## What is being asked
Repeat the lines of the data exactly, from the first one through the one that contains "pub fn frame_received(&self)".

## The data

//! Sync metrics for diagnosis
//!
//! Counters for the recoverable paths (routing fallbacks, dropped frames,
//! reconnects, stalled generations) that are not errors but are worth seeing.

use serde::{Deserialize, Serialize};
use std::sync::atomic::{AtomicU64, Ordering};

use crate::router::RouteRule;

#[derive(Debug, Default)]
pub struct SyncMetrics {
    // Frame metrics
    /// Text frames received from the connection
    pub frames_received: AtomicU64,
    /// Frames dropped as malformed
    pub frames_malformed: AtomicU64,
    /// Frames addressed to a message already in a terminal state
    pub frames_ignored_terminal: AtomicU64,
    /// Frames that could not be attached to any conversation
    pub frames_unroutable: AtomicU64,

    // Routing metrics
    pub routed_explicit: AtomicU64,
    pub routed_registered: AtomicU64,
    /// Heuristic fallback: latest in-flight message of the conversation
    pub routed_in_flight: AtomicU64,
    /// Heuristic fallback: latest assistant message of the conversation
    pub routed_latest_assistant: AtomicU64,
    pub placeholders_created: AtomicU64,

    // Buffer metrics
    pub flushes: AtomicU64,

    // Connection metrics
    pub connections_opened: AtomicU64,
    pub reconnect_attempts: AtomicU64,

    // Liveness
    pub stalled_generations: AtomicU64,
}

impl SyncMetrics {
    pub fn new() -> Self {
        Self::default()
    }

    pub fn frame_received(&self) {
        self.frames_received.fetch_add(1, Ordering::Relaxed);
    }

    pub fn frame_malformed(&self) {
        self.frames_malformed.fetch_add(1, Ordering::Relaxed);
    }

    pub fn frame_ignored_terminal(&self) {
        self.frames_ignored_terminal.fetch_add(1, Ordering::Relaxed);
    }

    pub fn frame_unroutable(&self) {
        self.frames_unroutable.fetch_add(1, Ordering::Relaxed);
    }

    pub fn record_route(&self, rule: RouteRule) {
        let counter = match rule {
            RouteRule::ExplicitId => &self.routed_explicit,
            RouteRule::Registered => &self.routed_registered,
            RouteRule::InFlight => &self.routed_in_flight,
            RouteRule::LatestAssistant => &self.routed_latest_assistant,
        };
        counter.fetch_add(1, Ordering::Relaxed);
    }

    pub fn placeholder_created(&self) {
        self.placeholders_created.fetch_add(1, Ordering::Relaxed);
    }

    pub fn flushed(&self) {
        self.flushes.fetch_add(1, Ordering::Relaxed);
    }

    pub fn connection_opened(&self) {
        self.connections_opened.fetch_add(1, Ordering::Relaxed);
    }

    pub fn reconnect_attempted(&self) {
        self.reconnect_attempts.fetch_add(1, Ordering::Relaxed);
    }

    pub fn generation_stalled(&self) {
        self.stalled_generations.fetch_add(1, Ordering::Relaxed);
    }

    pub fn snapshot(&self) -> MetricsSnapshot {
        MetricsSnapshot {
            frames_received: self.frames_received.load(Ordering::Relaxed),
            frames_malformed: self.frames_malformed.load(Ordering::Relaxed),
            frames_ignored_terminal: self.frames_ignored_terminal.load(Ordering::Relaxed),
            frames_unroutable: self.frames_unroutable.load(Ordering::Relaxed),
            routed_explicit: self.routed_explicit.load(Ordering::Relaxed),
            routed_registered: self.routed_registered.load(Ordering::Relaxed),
            routed_in_flight: self.routed_in_flight.load(Ordering::Relaxed),
            routed_latest_assistant: self.routed_latest_assistant.load(Ordering::Relaxed),
            placeholders_created: self.placeholders_created.load(Ordering::Relaxed),
            flushes: self.flushes.load(Ordering::Relaxed),
            connections_opened: self.connections_opened.load(Ordering::Relaxed),
            reconnect_attempts: self.reconnect_attempts.load(Ordering::Relaxed),
            stalled_generations: self.stalled_generations.load(Ordering::Relaxed),
        }
    }
}

/// Point-in-time copy of the counters (for serialization/logging)
#[derive(Debug, Clone, Default, PartialEq, Eq, Serialize, Deserialize)]
pub struct MetricsSnapshot {
    pub frames_received: u64,
    pub frames_malformed: u64,
    pub frames_ignored_terminal: u64,
    pub frames_unroutable: u64,
    pub routed_explicit: u64,
    pub routed_registered: u64,
    pub routed_in_flight: u64,
    pub routed_latest_assistant: u64,
    pub placeholders_created: u64,
    pub flushes: u64,
    pub connections_opened: u64,
    pub reconnect_attempts: u64,
    pub stalled_generations: u64,
}

impl MetricsSnapshot {
    /// Frames resolved by a heuristic rather than an id or registration.
    pub fn heuristic_routes(&self) -> u64 {
        self.routed_in_flight + self.routed_latest_assistant
    }
}

#[cfg(test)]
mod tests {
    use super::*;

    #[test]
    fn route_counters_are_separate() {
        let m = SyncMetrics::new();
        m.record_route(RouteRule::ExplicitId);
        m.record_route(RouteRule::InFlight);
        m.record_route(RouteRule::LatestAssistant);
        m.record_route(RouteRule::LatestAssistant);

        let snap = m.snapshot();
        assert_eq!(snap.routed_explicit, 1);
        assert_eq!(snap.routed_registered, 0);
        assert_eq!(snap.heuristic_routes(), 3);
    }
}
//! Update Router
//!
//! Decides which message an incoming [`UpdateFrame`] belongs to. Routing is a
//! pure function of the store snapshot and the registration table.
//!
//! ## Routing Strategy
//!
//! Rules are tried in order; the first hit wins:
//!
//! 1. **Explicit id**: the frame names a message the store knows, by client
//!    id or by the server id recorded in its metadata.
//! 2. **Registration**: the placeholder registered when the request was sent.
//!    This is the common path.
//! 3. **In flight** (heuristic): the most recent `Queued`, `Processing` or
//!    `Streaming` message of the conversation. Covers servers that omit ids
//!    mid-stream.
//! 4. **Latest assistant** (heuristic): the most recent assistant message of
//!    the conversation.
//! 5. **Placeholder**: nothing matched; the caller creates a new message so the
//!    content is not lost.
//!
//! "The conversation" is the frame's `conversation_id`, falling back to the
//! active conversation. Heuristic hits are logged at debug level and counted.

use tracing::debug;

use crate::protocol::UpdateFrame;
use crate::store::ChatState;
use crate::types::{ConversationId, MessageId};

/// Which rule resolved a frame.
#[derive(Clone, Copy, Debug, PartialEq, Eq)]
pub enum RouteRule {
    ExplicitId,
    Registered,
    InFlight,
    LatestAssistant,
}

impl RouteRule {
    pub fn is_heuristic(self) -> bool {
        matches!(self, RouteRule::InFlight | RouteRule::LatestAssistant)
    }
}

#[derive(Clone, Debug, PartialEq, Eq)]
pub enum RouteDecision {
    Existing {
        message_id: MessageId,
        rule: RouteRule,
    },
    /// No target found. `message_id` is the id the frame carried, if any.
    CreatePlaceholder {
        conversation_id: Option<ConversationId>,
        message_id: Option<String>,
    },
}

#[derive(Clone, Debug)]
struct Registration {
    message_id: MessageId,
    conversation_id: ConversationId,
}

/// Expected targets registered at send time, oldest first.
#[derive(Debug, Default)]
pub struct UpdateRouter {
    registrations: Vec<Registration>,
}

impl UpdateRouter {
    pub fn new() -> Self {
        Self::default()
    }

    /// Expect updates for `conversation_id` to land on `message_id`.
    pub fn register(&mut self, message_id: MessageId, conversation_id: ConversationId) {
        self.registrations.retain(|r| r.message_id != message_id);
        self.registrations.push(Registration {
            message_id,
            conversation_id,
        });
    }

    pub fn release(&mut self, message_id: &MessageId) {
        self.registrations.retain(|r| r.message_id != *message_id);
    }

    /// Most recent registration for a conversation.
    pub fn expected_for(&self, conversation_id: &ConversationId) -> Option<&MessageId> {
        self.registrations
            .iter()
            .rev()
            .find(|r| r.conversation_id == *conversation_id)
            .map(|r| &r.message_id)
    }

    pub fn is_registered(&self, message_id: &MessageId) -> bool {
        self.registrations.iter().any(|r| r.message_id == *message_id)
    }

    pub fn swap_conversation(&mut self, from: &ConversationId, to: &ConversationId) {
        for registration in &mut self.registrations {
            if registration.conversation_id == *from {
                registration.conversation_id = to.clone();
            }
        }
    }

    pub fn clear(&mut self) {
        self.registrations.clear();
    }

    pub fn len(&self) -> usize {
        self.registrations.len()
    }

    pub fn is_empty(&self) -> bool {
        self.registrations.is_empty()
    }

    pub fn route(&self, frame: &UpdateFrame, state: &ChatState) -> RouteDecision {
        if let Some(message_id) = frame.target_id.as_deref().and_then(|raw| state.resolve_id(raw)) {
            return RouteDecision::Existing {
                message_id,
                rule: RouteRule::ExplicitId,
            };
        }

        let scope = frame
            .conversation_id
            .clone()
            .or_else(|| state.active_conversation().cloned());

        if let Some(message_id) = self.registered_target(frame, scope.as_ref(), state) {
            return RouteDecision::Existing {
                message_id,
                rule: RouteRule::Registered,
            };
        }

        if let Some(conversation_id) = scope.as_ref() {
            if let Some(message) = state.latest_in_flight(conversation_id) {
                debug!(
                    message_id = %message.id,
                    conversation_id = %conversation_id,
                    "routed un-addressed frame to in-flight message"
                );
                return RouteDecision::Existing {
                    message_id: message.id.clone(),
                    rule: RouteRule::InFlight,
                };
            }
            // A frame naming an id we have never seen starts a new reply; a
            // finished one would swallow its content.
            let fresh_target = frame.target_id.is_some();
            if let Some(message) = state
                .latest_assistant(conversation_id)
                .filter(|m| !(fresh_target && m.status.is_terminal()))
            {
                debug!(
                    message_id = %message.id,
                    conversation_id = %conversation_id,
                    "routed un-addressed frame to latest assistant message"
                );
                return RouteDecision::Existing {
                    message_id: message.id.clone(),
                    rule: RouteRule::LatestAssistant,
                };
            }
        }

        RouteDecision::CreatePlaceholder {
            conversation_id: scope,
            message_id: frame.target_id.clone(),
        }
    }

    fn registered_target(
        &self,
        frame: &UpdateFrame,
        scope: Option<&ConversationId>,
        state: &ChatState,
    ) -> Option<MessageId> {
        // A real id the store has never seen is most likely the server
        // confirming a conversation we still track under a temporary marker.
        let unconfirmed = frame
            .conversation_id
            .as_ref()
            .is_some_and(|id| !id.is_temporary() && !state.has_conversation(id));

        self.registrations
            .iter()
            .rev()
            .filter(|r| {
                state
                    .message(&r.message_id)
                    .is_some_and(|m| !m.status.is_terminal())
            })
            .find(|r| match scope {
                None => true,
                Some(scope) => {
                    r.conversation_id == *scope
                        || (unconfirmed && r.conversation_id.is_temporary())
                }
            })
            .map(|r| r.message_id.clone())
    }
}

#[cfg(test)]
mod tests {
    use super::*;
    use crate::store::{Action, MessageDelta};
    use crate::types::{Message, MessageStatus, Role};
    use chrono::{Duration, TimeZone, Utc};

    fn at(secs: i64) -> chrono::DateTime<Utc> {
        Utc.timestamp_opt(1_700_000_000, 0).unwrap() + Duration::seconds(secs)
    }

    fn state_with(messages: Vec<Message>) -> ChatState {
        let mut state = ChatState::new();
        for message in messages {
            state.apply(Action::AddMessage(message));
        }
        state
    }

    fn assistant(conv: &str, id: &str, secs: i64, status: MessageStatus) -> Message {
        let mut m = Message::assistant_placeholder(ConversationId::from(conv), at(secs))
            .with_id(MessageId::from(id));
        m.status = status;
        m
    }

    fn frame(target: Option<&str>, conv: Option<&str>) -> UpdateFrame {
        UpdateFrame {
            target_id: target.map(str::to_string),
            conversation_id: conv.map(ConversationId::from),
            content_fragment: Some("x".into()),
            ..Default::default()
        }
    }

    fn existing(id: &str, rule: RouteRule) -> RouteDecision {
        RouteDecision::Existing {
            message_id: MessageId::from(id),
            rule,
        }
    }

    // ── each rule in isolation ──────────────────────────────────────────

    #[test]
    fn rule1_explicit_id_wins_over_everything() {
        let state = state_with(vec![
            assistant("c", "old", 0, MessageStatus::COMPLETE),
            assistant("c", "live", 1, MessageStatus::Streaming),
        ]);
        let mut router = UpdateRouter::new();
        router.register(MessageId::from("live"), ConversationId::from("c"));

        assert_eq!(
            router.route(&frame(Some("old"), Some("c")), &state),
            existing("old", RouteRule::ExplicitId)
        );
    }

    #[test]
    fn rule1_matches_server_id_alias() {
        let mut state = state_with(vec![assistant("c", "a1", 0, MessageStatus::Streaming)]);
        let mut delta = MessageDelta::new(MessageId::from("a1"));
        delta.metadata.server_id = Some("srv-77".into());
        state.apply(Action::UpdateMessage(delta));

        let router = UpdateRouter::new();
        assert_eq!(
            router.route(&frame(Some("srv-77"), None), &state),
            existing("a1", RouteRule::ExplicitId)
        );
    }

    #[test]
    fn rule2_registration_beats_heuristics() {
        let state = state_with(vec![
            assistant("c", "registered", 0, MessageStatus::Processing),
            assistant("c", "newer", 5, MessageStatus::Streaming),
        ]);
        let mut router = UpdateRouter::new();
        router.register(MessageId::from("registered"), ConversationId::from("c"));

        assert_eq!(
            router.route(&frame(Some("unknown-server-id"), Some("c")), &state),
            existing("registered", RouteRule::Registered)
        );
    }

    #[test]
    fn rule2_skips_other_conversations_and_finished_targets() {
        let state = state_with(vec![
            assistant("d", "elsewhere", 0, MessageStatus::Streaming),
            assistant("c", "done", 0, MessageStatus::COMPLETE),
        ]);
        let mut router = UpdateRouter::new();
        router.register(MessageId::from("elsewhere"), ConversationId::from("d"));
        router.register(MessageId::from("done"), ConversationId::from("c"));

        // Falls through to rule 4 on the finished message.
        assert_eq!(
            router.route(&frame(None, Some("c")), &state),
            existing("done", RouteRule::LatestAssistant)
        );
    }

    #[test]
    fn rule2_temporary_registration_matches_unconfirmed_real_id() {
        let temp = ConversationId::temporary();
        let mut state = ChatState::new();
        state.apply(Action::AddMessage(
            Message::assistant_placeholder(temp.clone(), at(0)).with_id(MessageId::from("p")),
        ));
        state.apply(Action::SetActiveConversation(Some(temp.clone())));
        let mut router = UpdateRouter::new();
        router.register(MessageId::from("p"), temp);

        assert_eq!(
            router.route(&frame(None, Some("abc123")), &state),
            existing("p", RouteRule::Registered)
        );
    }

    #[test]
    fn rule3_latest_in_flight_message() {
        let state = state_with(vec![
            assistant("c", "older", 0, MessageStatus::Queued),
            assistant("c", "newer", 3, MessageStatus::Streaming),
            assistant("c", "finished", 9, MessageStatus::COMPLETE),
        ]);
        let router = UpdateRouter::new();
        assert_eq!(
            router.route(&frame(None, Some("c")), &state),
            existing("newer", RouteRule::InFlight)
        );
    }

    #[test]
    fn rule4_latest_assistant_message() {
        let mut state = state_with(vec![
            assistant("c", "first", 0, MessageStatus::COMPLETE),
            assistant("c", "second", 4, MessageStatus::Error),
        ]);
        state.apply(Action::AddMessage(
            Message::new(ConversationId::from("c"), Role::User, at(8))
                .with_id(MessageId::from("u")),
        ));
        let router = UpdateRouter::new();
        assert_eq!(
            router.route(&frame(None, Some("c")), &state),
            existing("second", RouteRule::LatestAssistant)
        );
    }

    #[test]
    fn rule4_skips_finished_reply_for_unknown_id() {
        let state = state_with(vec![assistant("c", "p", 0, MessageStatus::COMPLETE)]);
        let router = UpdateRouter::new();
        assert_eq!(
            router.route(&frame(Some("srv-new"), Some("c")), &state),
            RouteDecision::CreatePlaceholder {
                conversation_id: Some(ConversationId::from("c")),
                message_id: Some("srv-new".into()),
            }
        );
        // Un-addressed frames still land on it (and are then ignored as finished).
        assert_eq!(
            router.route(&frame(None, Some("c")), &state),
            existing("p", RouteRule::LatestAssistant)
        );
    }

    #[test]
    fn rule5_placeholder_when_nothing_matches() {
        let state = state_with(vec![assistant("other", "x", 0, MessageStatus::Streaming)]);
        let router = UpdateRouter::new();
        assert_eq!(
            router.route(&frame(Some("srv-1"), Some("c")), &state),
            RouteDecision::CreatePlaceholder {
                conversation_id: Some(ConversationId::from("c")),
                message_id: Some("srv-1".into()),
            }
        );
    }

    // ── scope ───────────────────────────────────────────────────────────

    #[test]
    fn missing_conversation_falls_back_to_active() {
        let mut state = state_with(vec![assistant("c", "live", 0, MessageStatus::Streaming)]);
        let router = UpdateRouter::new();
        assert_eq!(
            router.route(&frame(None, None), &state),
            RouteDecision::CreatePlaceholder {
                conversation_id: None,
                message_id: None,
            }
        );

        state.apply(Action::SetActiveConversation(Some(ConversationId::from("c"))));
        assert_eq!(
            router.route(&frame(None, None), &state),
            existing("live", RouteRule::InFlight)
        );
    }

    // ── registration table ──────────────────────────────────────────────

    #[test]
    fn registration_table_operations() {
        let temp = ConversationId::temporary();
        let real = ConversationId::from("abc123");
        let mut router = UpdateRouter::new();
        router.register(MessageId::from("a"), temp.clone());
        router.register(MessageId::from("b"), temp.clone());
        assert_eq!(router.expected_for(&temp), Some(&MessageId::from("b")));

        router.swap_conversation(&temp, &real);
        assert!(router.expected_for(&temp).is_none());
        assert_eq!(router.expected_for(&real), Some(&MessageId::from("b")));

        router.release(&MessageId::from("b"));
        assert_eq!(router.expected_for(&real), Some(&MessageId::from("a")));
        assert!(router.is_registered(&MessageId::from("a")));

        router.clear();
        assert!(router.is_empty());
    }
}
impl Default for BackoffPolicy {
    fn default() -> Self {
        Self {
            base: Duration::from_secs(1),
            max: Duration::from_secs(30),
            max_attempts: 10,
        }
    }
}

/// Exponential backoff: base, 2×base, 4×base, … capped at `max`.
#[derive(Debug, Clone)]
pub struct Backoff {
    policy: BackoffPolicy,
    attempt: u32,
}

impl Backoff {
    pub fn new(policy: BackoffPolicy) -> Self {
        Self { policy, attempt: 0 }
    }

    /// Delay before the next attempt, or `None` once the budget is spent.
    pub fn next_delay(&mut self) -> Option<Duration> {
        if self.attempt >= self.policy.max_attempts {
            return None;
        }
        let factor = 1u32.checked_shl(self.attempt).unwrap_or(u32::MAX);
        let delay = self
            .policy
            .base
            .checked_mul(factor)
            .unwrap_or(self.policy.max)
            .min(self.policy.max);
        self.attempt += 1;
        Some(delay)
    }

    /// Attempts handed out since the last reset.
    pub fn attempt(&self) -> u32 {
        self.attempt
    }

    pub fn reset(&mut self) {
        self.attempt = 0;
    }
}

// =============================================================================
// Listener registry
// =============================================================================

type FrameHandler = Arc<dyn Fn(&str) + Send + Sync>;
type StatusHandler = Arc<dyn Fn(ConnectionStatus) + Send + Sync>;

#[derive(Default)]
struct Listeners {
    next_id: u64,
    frames: Vec<(u64, FrameHandler)>,
    status: Vec<(u64, StatusHandler)>,
}

impl Listeners {
    fn remove(&mut self, id: u64) {
        self.frames.retain(|(i, _)| *i != id);
        self.status.retain(|(i, _)| *i != id);
    }
}

/// Handle for a registered listener. Dropping it unsubscribes.
#[must_use = "dropping a Subscription unsubscribes immediately"]
pub struct Subscription {
    id: u64,
    registry: Weak<Mutex<Listeners>>,
}

impl Drop for Subscription {
    fn drop(&mut self) {
        if let Some(registry) = self.registry.upgrade() {
            lock(&registry).remove(self.id);
        }
    }
}

fn lock<T>(mutex: &Mutex<T>) -> MutexGuard<'_, T> {
    // Listener panics must not wedge the manager.
    mutex.lock().unwrap_or_else(|e| e.into_inner())
}

// =============================================================================
// Manager
// =============================================================================

struct ActiveLink {
    token: String,
    outbound: mpsc::Sender<String>,
    cancel: CancellationToken,
}

struct PendingConnect {
    token: String,
    future: Shared<BoxFuture<'static, bool>>,
}

struct LinkState {
    status: ConnectionStatus,
    token: Option<String>,
    link: Option<ActiveLink>,
    /// Bumped by every new attempt and by `disconnect`; stale attempts compare against it.
    generation: u64,
    /// Bumped by every installed link; stale close events compare against it.
    session: u64,
    pending: Option<PendingConnect>,
    retry: Option<CancellationToken>,
    backoff: Backoff,
}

## Exercise output
//! Sync metrics for diagnosis
//!
//! Counters for the recoverable paths (routing fallbacks, dropped frames,
//! reconnects, stalled generations) that are not errors but are worth seeing.

use serde::{Deserialize, Serialize};
use std::sync::atomic::{AtomicU64, Ordering};

use crate::router::RouteRule;

#[derive(Debug, Default)]
pub struct SyncMetrics {
    // Frame metrics
    /// Text frames received from the connection
    pub frames_received: AtomicU64,
    /// Frames dropped as malformed
    pub frames_malformed: AtomicU64,
    /// Frames addressed to a message already in a terminal state
    pub frames_ignored_terminal: AtomicU64,
    /// Frames that could not be attached to any conversation
    pub frames_unroutable: AtomicU64,

    // Routing metrics
    pub routed_explicit: AtomicU64,
    pub routed_registered: AtomicU64,
    /// Heuristic fallback: latest in-flight message of the conversation
    pub routed_in_flight: AtomicU64,
    /// Heuristic fallback: latest assistant message of the conversation
    pub routed_latest_assistant: AtomicU64,
    pub placeholders_created: AtomicU64,

    // Buffer metrics
    pub flushes: AtomicU64,

    // Connection metrics
    pub connections_opened: AtomicU64,
    pub reconnect_attempts: AtomicU64,

    // Liveness
    pub stalled_generations: AtomicU64,
}

impl SyncMetrics {
    pub fn new() -> Self {
        Self::default()
    }

    pub fn frame_received(&self) {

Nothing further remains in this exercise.